(Source data)
_ _ _ _

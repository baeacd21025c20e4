//! Mimic Scenario Linter CLI
//!
//! This tool validates scenario files before they are used to build mocks,
//! detecting unparseable patterns, unknown types and unreachable stubs.
//!
//! Usage:
//!   mimic-lint <directory_or_file> [OPTIONS]

use clap::Parser;
use mimic_lint::{lint_directory, lint_file, LintIssue, LintOptions, LintResult, Severity};
use std::collections::BTreeMap;
use std::path::{Path, PathBuf};

// ANSI color codes
const GREEN: &str = "\x1b[32m";
const RED: &str = "\x1b[31m";
const YELLOW: &str = "\x1b[33m";
const CYAN: &str = "\x1b[36m";
const BOLD: &str = "\x1b[1m";
const DIM: &str = "\x1b[2m";
const RESET: &str = "\x1b[0m";

/// Mimic Scenario Linter
#[derive(Parser, Debug)]
#[command(name = "mimic-lint")]
#[command(author, version, about = "Validate Mimic scenario files")]
struct Args {
    /// Path to a scenario file or a directory containing scenario files
    #[arg(required = true)]
    path: PathBuf,

    /// Output format: text (default), json
    #[arg(short, long, default_value = "text", value_parser = ["text", "json"])]
    output: String,

    /// Only show errors (hide warnings and info)
    #[arg(short = 'e', long)]
    errors_only: bool,

    /// Verbose output, including per-stub resolution traces
    #[arg(short, long)]
    verbose: bool,

    /// Strict mode - treat warnings as errors
    #[arg(short, long)]
    strict: bool,
}

fn main() {
    let args = Args::parse();

    if args.verbose {
        tracing_subscriber::fmt()
            .with_env_filter(
                tracing_subscriber::EnvFilter::from_default_env()
                    .add_directive(tracing::Level::DEBUG.into()),
            )
            .with_writer(std::io::stderr)
            .init();
    }

    let options = LintOptions {
        verbose: args.verbose,
    };
    let result = run(&args.path, &options);

    if args.output == "json" {
        print_results_json(&result);
    } else {
        print_results(&result, &args);
    }

    std::process::exit(if result.fails(args.strict) { 1 } else { 0 });
}

fn run(path: &Path, options: &LintOptions) -> LintResult {
    if path.is_dir() {
        lint_directory(path, options)
    } else {
        lint_file(path, options)
    }
}

fn print_results_json(result: &LintResult) {
    match serde_json::to_string_pretty(result) {
        Ok(output) => println!("{output}"),
        Err(e) => eprintln!("Failed to serialize results: {e}"),
    }
}

fn print_results(result: &LintResult, args: &Args) {
    println!("{BOLD}{CYAN}Mimic Scenario Linter{RESET}");
    println!("{DIM}━━━━━━━━━━━━━━━━━━━━━━━━━━━━━━━━━━━━━━━━━━━━━━━━━━━━{RESET}");
    println!("{DIM}Scanning:{RESET} {CYAN}{}{RESET}", args.path.display());

    if result.files_checked == 0 && result.issues.is_empty() {
        println!("{YELLOW}Warning:{RESET} No scenario files found");
        return;
    }
    println!();

    let mut issues_by_file: BTreeMap<&PathBuf, Vec<&LintIssue>> = BTreeMap::new();
    for issue in &result.issues {
        if args.errors_only && issue.severity != Severity::Error {
            continue;
        }
        issues_by_file.entry(&issue.file).or_default().push(issue);
    }

    if issues_by_file.is_empty() {
        println!("{GREEN}{BOLD}No issues found!{RESET}");
    }

    for (file, issues) in &issues_by_file {
        let file_errors = count(issues, Severity::Error);
        let file_warnings = count(issues, Severity::Warning);

        let status_indicator = if file_errors > 0 {
            format!("{RED}FAIL{RESET}")
        } else if file_warnings > 0 {
            format!("{YELLOW}WARN{RESET}")
        } else {
            format!("{CYAN}INFO{RESET}")
        };

        let file_name = file.file_name().unwrap_or_default().to_string_lossy();
        println!(
            "{status_indicator} {BOLD}{CYAN}{file_name}{RESET} {DIM}({file_errors} error(s), {file_warnings} warning(s)){RESET}"
        );

        for issue in issues {
            let color = severity_color(&issue.severity);
            let location_str = issue
                .location
                .as_ref()
                .map(|l| format!("{DIM}[{RESET}{CYAN}{l}{RESET}{DIM}]{RESET} "))
                .unwrap_or_default();

            println!(
                "  {color}|{RESET} {location_str}{BOLD}{color}{}{RESET}: {} {DIM}({color}{}{DIM}){RESET}",
                issue.severity.label(),
                issue.message,
                issue.code
            );

            if let Some(suggestion) = &issue.suggestion {
                println!("  {color}|{RESET}   {GREEN}-> {suggestion}{RESET}");
            }
        }
        println!();
    }

    // Summary
    println!("{DIM}━━━━━━━━━━━━━━━━━━━━━━━━━━━━━━━━━━━━━━━━━━━━━━━━━━━━{RESET}");
    println!("  {DIM}Files checked:{RESET} {BOLD}{}{RESET}", result.files_checked);
    let error_color = if result.errors > 0 { RED } else { GREEN };
    println!("  {error_color}Errors:{RESET}    {BOLD}{error_color}{}{RESET}", result.errors);
    let warning_color = if result.warnings > 0 { YELLOW } else { DIM };
    println!("  {warning_color}Warnings:{RESET}  {BOLD}{}{RESET}", result.warnings);
    println!();

    if result.fails(args.strict) {
        println!("{RED}{BOLD}Linting failed{RESET}");
    } else if result.warnings > 0 {
        println!("{YELLOW}{BOLD}Passed with warnings{RESET}");
    } else {
        println!("{GREEN}{BOLD}All checks passed!{RESET}");
    }
}

fn count(issues: &[&LintIssue], severity: Severity) -> usize {
    issues.iter().filter(|i| i.severity == severity).count()
}

fn severity_color(severity: &Severity) -> &'static str {
    match severity {
        Severity::Error => RED,
        Severity::Warning => YELLOW,
        Severity::Info => CYAN,
    }
}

_ _ _ _

• **Goal of the exercise**
Print all of the records, leaving each one exactly as it appears above.

• **Response**
repository baeacd21025c20e4
//! Mimic Scenario Linter CLI
//!
//! This tool validates scenario files before they are used to build mocks,
//! detecting unparseable patterns, unknown types and unreachable stubs.
//!
//! Usage:
//!   mimic-lint <directory_or_file> [OPTIONS]

use clap::Parser;
use mimic_lint::{lint_directory, lint_file, LintIssue, LintOptions, LintResult, Severity};
use std::collections::BTreeMap;
use std::path::{Path, PathBuf};

// ANSI color codes
const GREEN: &str = "\x1b[32m";
const RED: &str = "\x1b[31m";
const YELLOW: &str = "\x1b[33m";
const CYAN: &str = "\x1b[36m";
const BOLD: &str = "\x1b[1m";
const DIM: &str = "\x1b[2m";
const RESET: &str = "\x1b[0m";

/// Mimic Scenario Linter
#[derive(Parser, Debug)]
#[command(name = "mimic-lint")]
#[command(author, version, about = "Validate Mimic scenario files")]
struct Args {
    /// Path to a scenario file or a directory containing scenario files
    #[arg(required = true)]
    path: PathBuf,

    /// Output format: text (default), json
    #[arg(short, long, default_value = "text", value_parser = ["text", "json"])]
    output: String,

    /// Only show errors (hide warnings and info)
    #[arg(short = 'e', long)]
    errors_only: bool,

    /// Verbose output, including per-stub resolution traces
    #[arg(short, long)]
    verbose: bool,

    /// Strict mode - treat warnings as errors
    #[arg(short, long)]
    strict: bool,
}

fn main() {
    let args = Args::parse();

    if args.verbose {
        tracing_subscriber::fmt()
            .with_env_filter(
                tracing_subscriber::EnvFilter::from_default_env()
                    .add_directive(tracing::Level::DEBUG.into()),
            )
            .with_writer(std::io::stderr)
            .init();
    }

    let options = LintOptions {
        verbose: args.verbose,
    };
    let result = run(&args.path, &options);

    if args.output == "json" {
        print_results_json(&result);
    } else {
        print_results(&result, &args);
    }

    std::process::exit(if result.fails(args.strict) { 1 } else { 0 });
}

fn run(path: &Path, options: &LintOptions) -> LintResult {
    if path.is_dir() {
        lint_directory(path, options)
    } else {
        lint_file(path, options)
    }
}

fn print_results_json(result: &LintResult) {
    match serde_json::to_string_pretty(result) {
        Ok(output) => println!("{output}"),
        Err(e) => eprintln!("Failed to serialize results: {e}"),
    }
}

fn print_results(result: &LintResult, args: &Args) {
    println!("{BOLD}{CYAN}Mimic Scenario Linter{RESET}");
    println!("{DIM}━━━━━━━━━━━━━━━━━━━━━━━━━━━━━━━━━━━━━━━━━━━━━━━━━━━━{RESET}");
    println!("{DIM}Scanning:{RESET} {CYAN}{}{RESET}", args.path.display());

    if result.files_checked == 0 && result.issues.is_empty() {
        println!("{YELLOW}Warning:{RESET} No scenario files found");
        return;
    }
    println!();

    let mut issues_by_file: BTreeMap<&PathBuf, Vec<&LintIssue>> = BTreeMap::new();
    for issue in &result.issues {
        if args.errors_only && issue.severity != Severity::Error {
            continue;
        }
        issues_by_file.entry(&issue.file).or_default().push(issue);
    }

    if issues_by_file.is_empty() {
        println!("{GREEN}{BOLD}No issues found!{RESET}");
    }

    for (file, issues) in &issues_by_file {
        let file_errors = count(issues, Severity::Error);
        let file_warnings = count(issues, Severity::Warning);

        let status_indicator = if file_errors > 0 {
            format!("{RED}FAIL{RESET}")
        } else if file_warnings > 0 {
            format!("{YELLOW}WARN{RESET}")
        } else {
            format!("{CYAN}INFO{RESET}")
        };

        let file_name = file.file_name().unwrap_or_default().to_string_lossy();
        println!(
            "{status_indicator} {BOLD}{CYAN}{file_name}{RESET} {DIM}({file_errors} error(s), {file_warnings} warning(s)){RESET}"
        );

        for issue in issues {
            let color = severity_color(&issue.severity);
            let location_str = issue
                .location
                .as_ref()
                .map(|l| format!("{DIM}[{RESET}{CYAN}{l}{RESET}{DIM}]{RESET} "))
                .unwrap_or_default();

            println!(
                "  {color}|{RESET} {location_str}{BOLD}{color}{}{RESET}: {} {DIM}({color}{}{DIM}){RESET}",
                issue.severity.label(),
                issue.message,
                issue.code
            );

            if let Some(suggestion) = &issue.suggestion {
                println!("  {color}|{RESET}   {GREEN}-> {suggestion}{RESET}");
            }
        }
        println!();
    }

    // Summary
    println!("{DIM}━━━━━━━━━━━━━━━━━━━━━━━━━━━━━━━━━━━━━━━━━━━━━━━━━━━━{RESET}");
    println!("  {DIM}Files checked:{RESET} {BOLD}{}{RESET}", result.files_checked);
    let error_color = if result.errors > 0 { RED } else { GREEN };
    println!("  {error_color}Errors:{RESET}    {BOLD}{error_color}{}{RESET}", result.errors);
    let warning_color = if result.warnings > 0 { YELLOW } else { DIM };
    println!("  {warning_color}Warnings:{RESET}  {BOLD}{}{RESET}", result.warnings);
    println!();

    if result.fails(args.strict) {
        println!("{RED}{BOLD}Linting failed{RESET}");
    } else if result.warnings > 0 {
        println!("{YELLOW}{BOLD}Passed with warnings{RESET}");
    } else {
        println!("{GREEN}{BOLD}All checks passed!{RESET}");
    }
}

fn count(issues: &[&LintIssue], severity: Severity) -> usize {
    issues.iter().filter(|i| i.severity == severity).count()
}

fn severity_color(severity: &Severity) -> &'static str {
    match severity {
        Severity::Error => RED,
        Severity::Warning => YELLOW,
        Severity::Info => CYAN,
    }
}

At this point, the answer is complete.